Here is a block of entries. Write out its lines exactly, from the first through the one containing "use crate::signals::Interrupt;".

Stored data
§
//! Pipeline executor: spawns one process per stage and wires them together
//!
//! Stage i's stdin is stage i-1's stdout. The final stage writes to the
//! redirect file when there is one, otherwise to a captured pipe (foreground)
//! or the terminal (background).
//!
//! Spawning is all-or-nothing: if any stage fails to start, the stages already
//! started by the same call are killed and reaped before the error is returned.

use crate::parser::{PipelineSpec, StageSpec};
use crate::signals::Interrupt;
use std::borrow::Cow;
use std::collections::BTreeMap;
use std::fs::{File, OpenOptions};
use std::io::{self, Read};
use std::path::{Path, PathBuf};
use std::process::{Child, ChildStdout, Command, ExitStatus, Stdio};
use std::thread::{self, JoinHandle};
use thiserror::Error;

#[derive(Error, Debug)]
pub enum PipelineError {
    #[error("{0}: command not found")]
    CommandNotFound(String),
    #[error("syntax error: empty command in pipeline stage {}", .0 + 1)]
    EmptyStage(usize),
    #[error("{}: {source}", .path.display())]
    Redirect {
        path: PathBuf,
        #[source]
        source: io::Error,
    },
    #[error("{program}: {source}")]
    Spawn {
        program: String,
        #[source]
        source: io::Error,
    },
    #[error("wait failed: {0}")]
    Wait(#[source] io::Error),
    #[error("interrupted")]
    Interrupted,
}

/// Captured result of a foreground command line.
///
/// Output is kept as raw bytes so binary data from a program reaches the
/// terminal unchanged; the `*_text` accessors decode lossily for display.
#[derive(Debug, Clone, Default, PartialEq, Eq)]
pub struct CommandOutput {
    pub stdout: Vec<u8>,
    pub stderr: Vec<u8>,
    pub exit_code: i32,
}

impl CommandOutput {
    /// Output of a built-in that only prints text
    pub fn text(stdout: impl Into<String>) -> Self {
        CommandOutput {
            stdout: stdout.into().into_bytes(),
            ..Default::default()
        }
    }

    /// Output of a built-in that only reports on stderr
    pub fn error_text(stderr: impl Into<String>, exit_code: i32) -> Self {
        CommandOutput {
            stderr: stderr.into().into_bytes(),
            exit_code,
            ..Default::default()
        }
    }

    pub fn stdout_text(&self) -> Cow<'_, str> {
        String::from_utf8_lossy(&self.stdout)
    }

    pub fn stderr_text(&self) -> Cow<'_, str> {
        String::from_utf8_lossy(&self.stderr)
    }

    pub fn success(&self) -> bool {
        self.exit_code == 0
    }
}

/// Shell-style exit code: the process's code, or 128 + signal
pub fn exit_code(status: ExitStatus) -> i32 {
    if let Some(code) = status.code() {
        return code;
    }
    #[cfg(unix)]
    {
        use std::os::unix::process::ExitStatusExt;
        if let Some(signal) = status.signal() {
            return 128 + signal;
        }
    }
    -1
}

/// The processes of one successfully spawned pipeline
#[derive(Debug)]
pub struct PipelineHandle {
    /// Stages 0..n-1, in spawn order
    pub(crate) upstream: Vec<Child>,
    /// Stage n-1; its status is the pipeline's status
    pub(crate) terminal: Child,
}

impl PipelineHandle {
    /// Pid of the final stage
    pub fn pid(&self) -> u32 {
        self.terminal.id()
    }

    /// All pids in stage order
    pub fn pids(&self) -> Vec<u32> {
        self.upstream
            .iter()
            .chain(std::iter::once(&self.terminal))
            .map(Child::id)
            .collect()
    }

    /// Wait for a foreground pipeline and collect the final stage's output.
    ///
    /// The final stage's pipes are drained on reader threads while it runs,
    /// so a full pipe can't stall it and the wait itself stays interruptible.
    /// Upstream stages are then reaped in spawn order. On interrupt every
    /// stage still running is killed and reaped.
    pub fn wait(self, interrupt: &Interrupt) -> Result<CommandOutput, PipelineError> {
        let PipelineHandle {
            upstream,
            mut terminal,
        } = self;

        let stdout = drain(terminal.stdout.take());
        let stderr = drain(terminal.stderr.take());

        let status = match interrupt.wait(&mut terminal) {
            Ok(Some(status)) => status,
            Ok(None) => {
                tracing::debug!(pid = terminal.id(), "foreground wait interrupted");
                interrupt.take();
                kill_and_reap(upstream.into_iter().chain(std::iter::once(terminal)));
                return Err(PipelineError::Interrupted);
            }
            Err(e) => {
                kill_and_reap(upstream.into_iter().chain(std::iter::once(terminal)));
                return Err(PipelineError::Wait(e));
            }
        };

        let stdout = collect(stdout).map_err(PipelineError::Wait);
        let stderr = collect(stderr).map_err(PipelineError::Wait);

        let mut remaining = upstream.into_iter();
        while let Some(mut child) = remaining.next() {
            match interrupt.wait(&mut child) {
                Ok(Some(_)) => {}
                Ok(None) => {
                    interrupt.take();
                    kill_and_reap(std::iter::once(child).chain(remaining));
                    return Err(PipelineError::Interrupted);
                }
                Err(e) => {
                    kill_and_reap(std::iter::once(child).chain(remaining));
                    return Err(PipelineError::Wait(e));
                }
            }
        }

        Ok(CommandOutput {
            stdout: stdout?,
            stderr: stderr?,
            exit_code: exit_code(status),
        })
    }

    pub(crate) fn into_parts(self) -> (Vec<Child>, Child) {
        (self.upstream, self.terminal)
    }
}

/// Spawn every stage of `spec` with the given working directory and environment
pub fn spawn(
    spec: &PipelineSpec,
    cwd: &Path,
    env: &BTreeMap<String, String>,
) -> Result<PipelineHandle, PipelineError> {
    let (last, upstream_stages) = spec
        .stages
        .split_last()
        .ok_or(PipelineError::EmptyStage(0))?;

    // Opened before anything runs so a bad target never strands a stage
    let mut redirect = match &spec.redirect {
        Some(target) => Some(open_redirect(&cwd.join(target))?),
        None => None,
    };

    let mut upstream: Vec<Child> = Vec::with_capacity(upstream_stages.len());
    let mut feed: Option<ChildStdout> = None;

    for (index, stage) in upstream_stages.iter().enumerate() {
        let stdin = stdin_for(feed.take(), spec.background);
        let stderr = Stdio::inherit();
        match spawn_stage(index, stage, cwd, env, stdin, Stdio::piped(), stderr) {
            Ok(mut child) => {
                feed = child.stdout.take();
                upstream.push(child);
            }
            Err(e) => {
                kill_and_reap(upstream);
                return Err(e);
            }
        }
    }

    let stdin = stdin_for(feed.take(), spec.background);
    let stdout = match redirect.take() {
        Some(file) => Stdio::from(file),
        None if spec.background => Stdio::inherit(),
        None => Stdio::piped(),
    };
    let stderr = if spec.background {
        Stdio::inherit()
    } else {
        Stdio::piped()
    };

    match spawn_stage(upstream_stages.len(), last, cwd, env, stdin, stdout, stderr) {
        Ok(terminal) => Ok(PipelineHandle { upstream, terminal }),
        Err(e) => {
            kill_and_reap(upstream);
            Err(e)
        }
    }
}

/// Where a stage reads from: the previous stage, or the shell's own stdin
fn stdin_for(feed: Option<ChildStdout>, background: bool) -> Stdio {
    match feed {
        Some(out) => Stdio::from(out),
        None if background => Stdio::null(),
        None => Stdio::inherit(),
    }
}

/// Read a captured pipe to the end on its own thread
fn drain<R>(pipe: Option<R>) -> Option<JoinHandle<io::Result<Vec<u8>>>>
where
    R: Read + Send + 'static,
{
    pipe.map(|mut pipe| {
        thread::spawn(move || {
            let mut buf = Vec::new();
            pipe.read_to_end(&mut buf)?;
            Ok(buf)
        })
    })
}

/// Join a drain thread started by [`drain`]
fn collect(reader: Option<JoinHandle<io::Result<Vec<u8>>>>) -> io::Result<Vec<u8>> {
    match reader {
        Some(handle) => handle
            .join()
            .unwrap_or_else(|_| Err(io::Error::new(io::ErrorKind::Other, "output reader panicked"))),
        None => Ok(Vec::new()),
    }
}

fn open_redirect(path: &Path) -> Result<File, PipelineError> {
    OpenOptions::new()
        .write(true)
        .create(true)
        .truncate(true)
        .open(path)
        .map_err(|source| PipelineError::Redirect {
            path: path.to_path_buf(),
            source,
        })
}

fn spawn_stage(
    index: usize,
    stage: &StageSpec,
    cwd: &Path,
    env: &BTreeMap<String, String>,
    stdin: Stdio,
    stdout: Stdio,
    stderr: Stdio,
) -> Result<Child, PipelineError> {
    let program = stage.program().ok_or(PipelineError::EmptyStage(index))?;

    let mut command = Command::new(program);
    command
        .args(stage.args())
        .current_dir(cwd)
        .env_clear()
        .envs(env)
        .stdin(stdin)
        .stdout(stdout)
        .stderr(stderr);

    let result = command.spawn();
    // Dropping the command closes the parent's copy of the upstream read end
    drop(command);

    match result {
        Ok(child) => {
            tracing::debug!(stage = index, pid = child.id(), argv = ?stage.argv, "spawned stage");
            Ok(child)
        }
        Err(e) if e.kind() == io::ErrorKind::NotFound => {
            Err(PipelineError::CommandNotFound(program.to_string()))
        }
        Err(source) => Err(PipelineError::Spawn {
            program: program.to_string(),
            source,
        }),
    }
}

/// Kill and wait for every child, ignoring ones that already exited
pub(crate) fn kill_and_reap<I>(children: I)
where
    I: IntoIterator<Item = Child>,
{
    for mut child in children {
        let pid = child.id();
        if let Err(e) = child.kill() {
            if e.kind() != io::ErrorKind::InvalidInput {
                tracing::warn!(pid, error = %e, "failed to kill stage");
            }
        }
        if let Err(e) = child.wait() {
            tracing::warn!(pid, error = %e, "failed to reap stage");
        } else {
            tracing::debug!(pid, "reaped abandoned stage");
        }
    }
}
§
(Written response):
//! Pipeline executor: spawns one process per stage and wires them together
//!
//! Stage i's stdin is stage i-1's stdout. The final stage writes to the
//! redirect file when there is one, otherwise to a captured pipe (foreground)
//! or the terminal (background).
//!
//! Spawning is all-or-nothing: if any stage fails to start, the stages already
//! started by the same call are killed and reaped before the error is returned.

use crate::parser::{PipelineSpec, StageSpec};
use crate::signals::Interrupt;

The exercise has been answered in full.